Citation: Lang H, Loudermilk EN, Clark WA, Marrs J-A, Joyner TA, Wang L, et al. (2024) Inflammatory markers and body mass index amoung hispanic children. PLoS ONE 19(6): e0289523. https://doi.org/10.1371/journal.pone.0289523
Editor: Paolo Magni, Università degli Studi di Milano, ITALY
Received: July 19, 2023; Accepted: June 13, 2024; Published: June 28, 2024
This is an open access article, free of all copyright, and may be freely reproduced, distributed, transmitted, modified, built upon, or otherwise used by anyone for any lawful purpose. The work is made available under the Creative Commons CC0 public domain dedication.
Data Availability: The study's data file is available from the Online Inter-university Consortium for Political and Social Research (ICPSR) database: https://doi.org/10.3886/E202741V1.
Funding: AA and WAK received a diversity research grant (E210029) from the Tennessee Board of Regents (https://www.tbr.edu/) in support of this work. The funder had no role in study design, data collection and analysis, decision to publish, or preparation of the manuscript. The opinions or assertions herein are the views of the authors and do not necessarily reflect the official policy or position of the U.S. Air Force, the Department of Defense, or the U.S. Government.

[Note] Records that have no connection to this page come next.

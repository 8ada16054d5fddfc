use std::time::Duration;

use tokio::sync::oneshot;

/// A constant-interval rate limiter.
///
/// Each [`acquire`](Self::acquire) hands back a one-shot signal that fires a
/// fixed pause after the call. Invocations do not share timing state — the
/// call site defines the delay origin — which is enough for consumers that
/// serialize their own acquisitions, as every consumer in this pipeline does.
#[derive(Debug, Clone)]
pub struct RateLimiter {
    pause: Duration,
}

impl RateLimiter {
    pub fn new(pause: Duration) -> Self {
        Self { pause }
    }

    /// A signal that fires `pause` from now. Useful inside `select!` loops.
    pub fn acquire(&self) -> oneshot::Receiver<()> {
        let (tx, rx) = oneshot::channel();
        let pause = self.pause;
        tokio::spawn(async move {
            tokio::time::sleep(pause).await;
            let _ = tx.send(());
        });
        rx
    }

    /// Block the caller for one pause interval.
    pub async fn wait(&self) {
        let _ = self.acquire().await;
    }
}
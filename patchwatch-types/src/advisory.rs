use std::fmt;

use serde::{Deserialize, Serialize};

use crate::package::Package;

/// Severity of an advisory, as rated by the upstream database.
#[derive(Debug, Clone, Copy, PartialEq, Eq, PartialOrd, Ord, Hash, Serialize, Deserialize)]
#[serde(rename_all = "lowercase")]
pub enum Severity {
    Unknown,
    Negligible,
    Low,
    Medium,
    High,
    Critical,
    Urgent,
}

impl fmt::Display for Severity {
    fn fmt(&self, f: &mut fmt::Formatter<'_>) -> fmt::Result {
        match self {
            Self::Unknown => write!(f, "unknown"),
            Self::Negligible => write!(f, "negligible"),
            Self::Low => write!(f, "low"),
            Self::Medium => write!(f, "medium"),
            Self::High => write!(f, "high"),
            Self::Critical => write!(f, "critical"),
            Self::Urgent => write!(f, "urgent"),
        }
    }
}

/// A normalized vulnerability advisory: one affected package on one platform,
/// with at least one known fix version.
///
/// Advisories with an empty fix set never leave the upstream fetcher, so
/// consumers may rely on `fixed_in_packages` being non-empty.
#[derive(Debug, Clone, PartialEq, Eq, Serialize, Deserialize)]
#[serde(rename_all = "camelCase")]
pub struct Advisory {
    pub name: String,
    pub affected_package_name: String,
    #[serde(rename = "affectedPlatform")]
    pub affected_platform_name: String,
    pub details_href: String,
    pub severity_rating: Severity,
    pub fixed_in_packages: Vec<Package>,
}

impl fmt::Display for Advisory {
    fn fmt(&self, f: &mut fmt::Formatter<'_>) -> fmt::Result {
        write!(
            f,
            "{} ({} on {}, {})",
            self.name, self.affected_package_name, self.affected_platform_name, self.severity_rating
        )
    }
}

Competing interests: NO authors have competing interests.
Introduction
The prevalence of obesity among youth ages 2 to 19 years old in the United States (U.S.) increased from 17.7% in 2011–2012 to 21.5% in 2017–2020 [1]. Increasing prevalence of obesity among children is concerning due to the shared relationship of childhood and adult obesity; children with obesity are at a greater risk to have obesity during adulthood than children with normal weight [2, 3]. Childhood obesity in turn increases risk for metabolic conditions such as type II diabetes mellitus (T2DM), atherosclerosis, stroke, sleep apnea, respiratory disorders, and certain cancers [2–4]. Childhood obesity is a multifaceted disease, with many contributing factors including social economic status (SES) and metabolic alterations. Hispanic populations in the United States have been identified as having a greater risk for obesity compared to the general population, due to a combination of SES and metabolic factors [5–7]. Due to complexity of childhood obesity in underrepresented populations, the aim of this study was to include variables encompassing both the SES and biochemical aspects of the disease.

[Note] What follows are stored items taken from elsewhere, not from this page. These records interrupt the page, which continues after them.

use std::net::SocketAddr;
use std::sync::Arc;
use std::time::Duration;

use anyhow::Context;
use clap::Parser;
use tracing_subscriber::EnvFilter;

use patchwatch_limit::RateLimiter;
use patchwatch_server::ServerConfig;
use patchwatch_source::{ClairApiV1, ClairStream};

/// Serve Clair advisories to patchwatch agents as resumable jobs.
#[derive(Debug, Parser)]
#[command(name = "patchwatch-server", version, about)]
struct Args {
    /// Port to bind the advisory API to.
    #[arg(long, default_value_t = 8080)]
    port: u16,

    /// Base URL of the Clair v1 API.
    #[arg(long, default_value = "http://127.0.0.1:6060")]
    clair: String,

    /// Maximum number of advisory jobs served concurrently.
    #[arg(long, default_value_t = 128)]
    max_jobs: usize,

    /// Pause between upstream Clair requests, in milliseconds.
    #[arg(long, default_value_t = 100)]
    rate_limit: u64,

    /// Increase log verbosity (-v, -vv).
    #[arg(short, long, action = clap::ArgAction::Count)]
    verbose: u8,
}

#[tokio::main]
async fn main() -> anyhow::Result<()> {
    let args = Args::parse();
    init_tracing(args.verbose);

    let limiter = RateLimiter::new(Duration::from_millis(args.rate_limit));
    let source = ClairStream::new(
        ClairApiV1 {
            base_url: args.clair.clone(),
        },
        limiter,
    )
    .context("failed to build Clair client")?;

    let listen_addr: SocketAddr = ([0, 0, 0, 0], args.port).into();
    patchwatch_server::start_server(
        ServerConfig {
            listen_addr,
            max_jobs: args.max_jobs,
        },
        Arc::new(source),
    )
    .await
}

fn init_tracing(verbosity: u8) {
    let filter = match verbosity {
        0 => "info",
        1 => "debug",
        _ => "trace",
    };
    tracing_subscriber::fmt()
        .with_env_filter(
            EnvFilter::try_from_default_env().unwrap_or_else(|_| EnvFilter::new(filter)),
        )
        .init();
}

Maternal education level is a specific SES variable thought to have an inverse relationship with childhood obesity [8]. Literature has demonstrated disparities between maternal education in the Hispanic community when compared to the general population, which may contribute to the increased incidence of obesity in the Hispanic population [5, 9]. However, SES variables alone are not sufficient in predicting obesity risk and complications at the individual patient level [10]. Determining risk in individuals with obesity by analyzing biochemical markers for the development of childhood T2DM and additional associated conditions allows for early prevention interventions, which may improve metabolic status throughout life [11, 12].
Insulin, an inhibitory regulator of gluconeogenesis, is commonly monitored in the clinical setting to determine metabolic response to dietary glucose intake [13]. Chronically elevated insulin levels are associated with a reduction in adiponectin [14]. However, diet may cause fluctuations in insulin requiring pre-measurement fasting to acquire accurate values [13]. Adiponectin, another inhibitor of gluconeogenesis, functions upstream of insulin and may be a valuable marker in determining insulin sensitivity, while possibly demonstrating less postprandial fluctuations than insulin [15, 16]. Adiponectin has also been demonstrated to be an independent and earlier predictor for metabolic health status when compared to insulin [17].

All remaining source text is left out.